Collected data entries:
● ● ● ●

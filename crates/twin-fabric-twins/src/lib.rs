// twin-fabric-twins/src/lib.rs
// ============================================================================
// Module: Twin Fabric Twins Library
// Description: Deterministic in-memory twins of enterprise SaaS services.
// Purpose: Expose per-service state machines behind a uniform dispatch and
//          delivery surface.
// Dependencies: serde, serde_json, twin-fabric-core, twin-fabric-world
// ============================================================================

//! ## Overview
//! A twin is a deterministic simulation of one SaaS service: its entity
//! maps, lifecycle rules, and pagination contract. [`TwinSet`] composes the
//! eleven twins behind two entry points: `dispatch` for tool calls and
//! `deliver` for bus events. Twins never see the bus or the session RNG
//! directly; both arrive through the per-call [`TwinContext`].

// ============================================================================
// SECTION: Modules
// ============================================================================

pub mod browser;
pub mod calendar;
pub mod crm;
pub mod database;
pub mod docs;
pub mod erp;
pub mod identity;
pub mod mail;
pub mod servicedesk;
pub mod slack;
pub mod tickets;

// ============================================================================
// SECTION: Imports
// ============================================================================

use serde::Deserialize;
use serde::Serialize;
use serde_json::Value;
use serde_json::json;

use twin_fabric_core::FabricError;
use twin_fabric_core::FabricResult;
use twin_fabric_core::JsonMap;
use twin_fabric_core::ToolSpec;
use twin_fabric_core::TwinContext;
use twin_fabric_world::Scenario;

pub use browser::BrowserTwin;
pub use calendar::CalendarTwin;
pub use crm::CrmTwin;
pub use database::DatabaseTwin;
pub use docs::DocsTwin;
pub use erp::ErpTwin;
pub use identity::OktaTwin;
pub use mail::MailTwin;
pub use servicedesk::ServiceDeskTwin;
pub use slack::SlackTwin;
pub use tickets::TicketsTwin;

// ============================================================================
// SECTION: Service Names
// ============================================================================

/// The service families hosted by the fabric.
#[derive(Debug, Clone, Copy, PartialEq, Eq, PartialOrd, Ord, Hash, Serialize, Deserialize)]
#[serde(rename_all = "lowercase")]
pub enum ServiceName {
    /// Chat twin.
    Slack,
    /// Mailbox twin.
    Mail,
    /// Finite-graph browser twin.
    Browser,
    /// Knowledge-base twin.
    Docs,
    /// Calendar twin.
    Calendar,
    /// Ticketing twin.
    Tickets,
    /// CRM twin.
    Crm,
    /// ERP twin.
    Erp,
    /// Relational store twin.
    Db,
    /// Identity directory twin.
    Okta,
    /// Service-desk twin.
    Servicedesk,
}

impl ServiceName {
    /// Lowercase wire name.
    #[must_use]
    pub fn as_str(self) -> &'static str {
        match self {
            Self::Slack => "slack",
            Self::Mail => "mail",
            Self::Browser => "browser",
            Self::Docs => "docs",
            Self::Calendar => "calendar",
            Self::Tickets => "tickets",
            Self::Crm => "crm",
            Self::Erp => "erp",
            Self::Db => "db",
            Self::Okta => "okta",
            Self::Servicedesk => "servicedesk",
        }
    }

    /// Parses a lowercase wire name.
    #[must_use]
    pub fn parse(raw: &str) -> Option<Self> {
        match raw {
            "slack" => Some(Self::Slack),
            "mail" => Some(Self::Mail),
            "browser" => Some(Self::Browser),
            "docs" => Some(Self::Docs),
            "calendar" => Some(Self::Calendar),
            "tickets" => Some(Self::Tickets),
            "crm" => Some(Self::Crm),
            "erp" => Some(Self::Erp),
            "db" => Some(Self::Db),
            "okta" => Some(Self::Okta),
            "servicedesk" => Some(Self::Servicedesk),
            _ => None,
        }
    }
}

impl std::fmt::Display for ServiceName {
    fn fmt(&self, f: &mut std::fmt::Formatter<'_>) -> std::fmt::Result {
        f.write_str(self.as_str())
    }
}

/// Every service family, in wire-name order.
pub const ALL_SERVICES: &[ServiceName] = &[
    ServiceName::Browser,
    ServiceName::Calendar,
    ServiceName::Crm,
    ServiceName::Db,
    ServiceName::Docs,
    ServiceName::Erp,
    ServiceName::Mail,
    ServiceName::Okta,
    ServiceName::Servicedesk,
    ServiceName::Slack,
    ServiceName::Tickets,
];

// ============================================================================
// SECTION: Twin Options
// ============================================================================

/// Twin tuning derived from the runtime configuration.
#[derive(Debug, Clone, Copy, Default)]
pub struct TwinOptions {
    /// Injected fault rate for ERP invoice/payment operations.
    pub erp_error_rate: f64,
    /// Injected consent-violation rate for CRM outreach.
    pub crm_error_rate: f64,
}

// ============================================================================
// SECTION: Twin Set
// ============================================================================

/// The full twin population of one session.
#[derive(Debug)]
pub struct TwinSet {
    /// Chat twin.
    pub slack: SlackTwin,
    /// Mailbox twin.
    pub mail: MailTwin,
    /// Browser twin.
    pub browser: BrowserTwin,
    /// Knowledge-base twin.
    pub docs: DocsTwin,
    /// Calendar twin.
    pub calendar: CalendarTwin,
    /// Ticketing twin.
    pub tickets: TicketsTwin,
    /// CRM twin.
    pub crm: CrmTwin,
    /// ERP twin.
    pub erp: ErpTwin,
    /// Relational store twin.
    pub db: DatabaseTwin,
    /// Identity directory twin.
    pub okta: OktaTwin,
    /// Service-desk twin.
    pub servicedesk: ServiceDeskTwin,
}

impl TwinSet {
    /// Materializes the twin population from a scenario.
    #[must_use]
    pub fn from_scenario(scenario: &Scenario, options: TwinOptions) -> Self {
        Self {
            slack: SlackTwin::from_scenario(scenario),
            mail: MailTwin::from_scenario(scenario),
            browser: BrowserTwin::from_scenario(scenario),
            docs: DocsTwin::from_scenario(scenario),
            calendar: CalendarTwin::from_scenario(scenario),
            tickets: TicketsTwin::from_scenario(scenario),
            crm: CrmTwin::new(options.crm_error_rate),
            erp: ErpTwin::new(options.erp_error_rate),
            db: DatabaseTwin::from_scenario(scenario),
            okta: OktaTwin::from_scenario(scenario),
            servicedesk: ServiceDeskTwin::from_scenario(scenario),
        }
    }

    /// Dispatches one tool operation to the owning twin.
    ///
    /// # Errors
    ///
    /// Propagates the twin's structured error; unknown operations map to
    /// `unknown_operation`.
    pub fn dispatch(
        &mut self,
        service: ServiceName,
        operation: &str,
        args: &JsonMap,
        ctx: &mut TwinContext<'_>,
    ) -> FabricResult<Value> {
        match service {
            ServiceName::Slack => self.slack.dispatch(operation, args, ctx),
            ServiceName::Mail => self.mail.dispatch(operation, args, ctx),
            ServiceName::Browser => self.browser.dispatch(operation, args, ctx),
            ServiceName::Docs => self.docs.dispatch(operation, args, ctx),
            ServiceName::Calendar => self.calendar.dispatch(operation, args, ctx),
            ServiceName::Tickets => self.tickets.dispatch(operation, args, ctx),
            ServiceName::Crm => self.crm.dispatch(operation, args, ctx),
            ServiceName::Erp => self.erp.dispatch(operation, args, ctx),
            ServiceName::Db => self.db.dispatch(operation, args, ctx),
            ServiceName::Okta => self.okta.dispatch(operation, args, ctx),
            ServiceName::Servicedesk => self.servicedesk.dispatch(operation, args, ctx),
        }
    }

    /// Routes a bus delivery to the target twin.
    ///
    /// Returns `None` for unknown targets so the router can log the
    /// `bus.unknown_target` warning without failing the tick.
    pub fn deliver(
        &mut self,
        target: &str,
        payload: &Value,
        ctx: &mut TwinContext<'_>,
    ) -> Option<FabricResult<Value>> {
        let Some(service) = ServiceName::parse(target) else {
            return None;
        };
        Some(match service {
            ServiceName::Slack => self.slack.deliver(payload, ctx),
            ServiceName::Mail => self.mail.deliver(payload, ctx),
            ServiceName::Docs => self.docs.deliver(payload, ctx),
            ServiceName::Calendar => self.calendar.deliver(payload, ctx),
            ServiceName::Tickets => self.tickets.deliver(payload, ctx),
            ServiceName::Db => self.db.deliver(payload, ctx),
            // The remaining services take op-shaped deliveries equivalent to
            // the corresponding tool call.
            ServiceName::Browser
            | ServiceName::Crm
            | ServiceName::Erp
            | ServiceName::Okta
            | ServiceName::Servicedesk => self.deliver_by_op(service, payload, ctx),
        })
    }

    /// Generic delivery: the payload's `op` field selects the operation and
    /// the remaining keys become its arguments.
    fn deliver_by_op(
        &mut self,
        service: ServiceName,
        payload: &Value,
        ctx: &mut TwinContext<'_>,
    ) -> FabricResult<Value> {
        let Some(object) = payload.as_object() else {
            return Err(FabricError::new(
                format!("{service}.invalid_event"),
                "delivery payload must be an object",
            ));
        };
        let Some(op) = object.get("op").and_then(Value::as_str).map(ToString::to_string) else {
            return Err(FabricError::new(
                format!("{service}.invalid_event"),
                format!("{service} delivery requires an op field"),
            ));
        };
        let mut args = object.clone();
        args.remove("op");
        self.dispatch(service, &op, &args, ctx)
    }

    /// Per-service state digests used for snapshots and the state head.
    #[must_use]
    pub fn digests(&self) -> Value {
        json!({
            "slack": self.slack.digest(),
            "mail": self.mail.digest(),
            "browser": self.browser.digest(),
            "docs": self.docs.digest(),
            "calendar": self.calendar.digest(),
            "tickets": self.tickets.digest(),
            "crm": self.crm.digest(),
            "erp": self.erp.digest(),
            "db": self.db.digest(),
            "okta": self.okta.digest(),
            "servicedesk": self.servicedesk.digest(),
        })
    }

    /// The full tool-spec catalog across every twin.
    #[must_use]
    pub fn tool_specs() -> Vec<ToolSpec> {
        let mut specs = Vec::new();
        specs.extend(slack::specs());
        specs.extend(mail::specs());
        specs.extend(browser::specs());
        specs.extend(docs::specs());
        specs.extend(calendar::specs());
        specs.extend(tickets::specs());
        specs.extend(crm::specs());
        specs.extend(erp::specs());
        specs.extend(database::specs());
        specs.extend(identity::specs());
        specs.extend(servicedesk::specs());
        specs
    }
}

// ============================================================================
// SECTION: Shared Helpers
// ============================================================================

/// Decodes a schemaless argument map into a typed request struct.
pub(crate) fn decode_args<T: serde::de::DeserializeOwned>(args: &JsonMap) -> FabricResult<T> {
    serde_json::from_value(Value::Object(args.clone()))
        .map_err(|err| FabricError::invalid_args(err.to_string()))
}

/// Builds the `unknown_operation` error for a service.
pub(crate) fn unknown_operation(service: ServiceName, operation: &str) -> FabricError {
    FabricError::new(
        "unknown_operation",
        format!("unsupported operation for {service}: {operation}"),
    )
}

/// Next id counter value past the highest seeded `<prefix>N` suffix.
pub(crate) fn seeded_seq<'a>(ids: impl Iterator<Item = &'a String>, prefix: &str) -> u64 {
    let mut seq = 1;
    for id in ids {
        if let Some(rest) = id.strip_prefix(prefix)
            && let Ok(n) = rest.parse::<u64>()
        {
            seq = seq.max(n + 1);
        }
    }
    seq
}

// ============================================================================
// SECTION: Tests
// ============================================================================

#[cfg(test)]
mod tests {
    //! Test-only lint relaxations for panic-based assertions.
    #![allow(
        clippy::panic,
        clippy::unwrap_used,
        clippy::expect_used,
        reason = "Test-only output and panic-based assertions are permitted."
    )]

    use twin_fabric_core::DeterministicRng;
    use twin_fabric_world::catalog::baseline;

    use super::*;

    #[test]
    fn unknown_delivery_targets_are_reported_as_none() {
        let mut twins = TwinSet::from_scenario(&baseline(), TwinOptions::default());
        let mut rng = DeterministicRng::from_seed(1);
        let mut ctx = TwinContext::new(0, &mut rng);
        assert!(twins.deliver("ghost", &json!({}), &mut ctx).is_none());
    }

    #[test]
    fn op_shaped_delivery_routes_to_the_tool_semantics() {
        let mut twins = TwinSet::from_scenario(&baseline(), TwinOptions::default());
        let mut rng = DeterministicRng::from_seed(1);
        let mut ctx = TwinContext::new(0, &mut rng);
        let result = twins
            .deliver(
                "okta",
                &json!({"op": "suspend_user", "user_id": "USR-9001"}),
                &mut ctx,
            )
            .unwrap()
            .unwrap();
        assert_eq!(result["status"], "SUSPENDED");
    }

    #[test]
    fn tool_spec_catalog_has_unique_names() {
        let specs = TwinSet::tool_specs();
        let mut names: Vec<&str> = specs.iter().map(|s| s.name.as_str()).collect();
        let total = names.len();
        names.sort_unstable();
        names.dedup();
        assert_eq!(names.len(), total);
        assert!(total >= 60, "expected a full catalog, got {total}");
    }

    #[test]
    fn seeded_seq_skips_past_existing_ids() {
        let ids = vec!["TCK-2".to_string(), "TCK-10".to_string(), "other".to_string()];
        assert_eq!(seeded_seq(ids.iter(), "TCK-"), 11);
        let empty: Vec<String> = Vec::new();
        assert_eq!(seeded_seq(empty.iter(), "TCK-"), 1);
    }
}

● ● ● ●

[Work item]: Each line in the records above with "DatabaseTwin" must be returned.

[Task answer]:
pub use database::DatabaseTwin;
    pub db: DatabaseTwin,
            db: DatabaseTwin::from_scenario(scenario),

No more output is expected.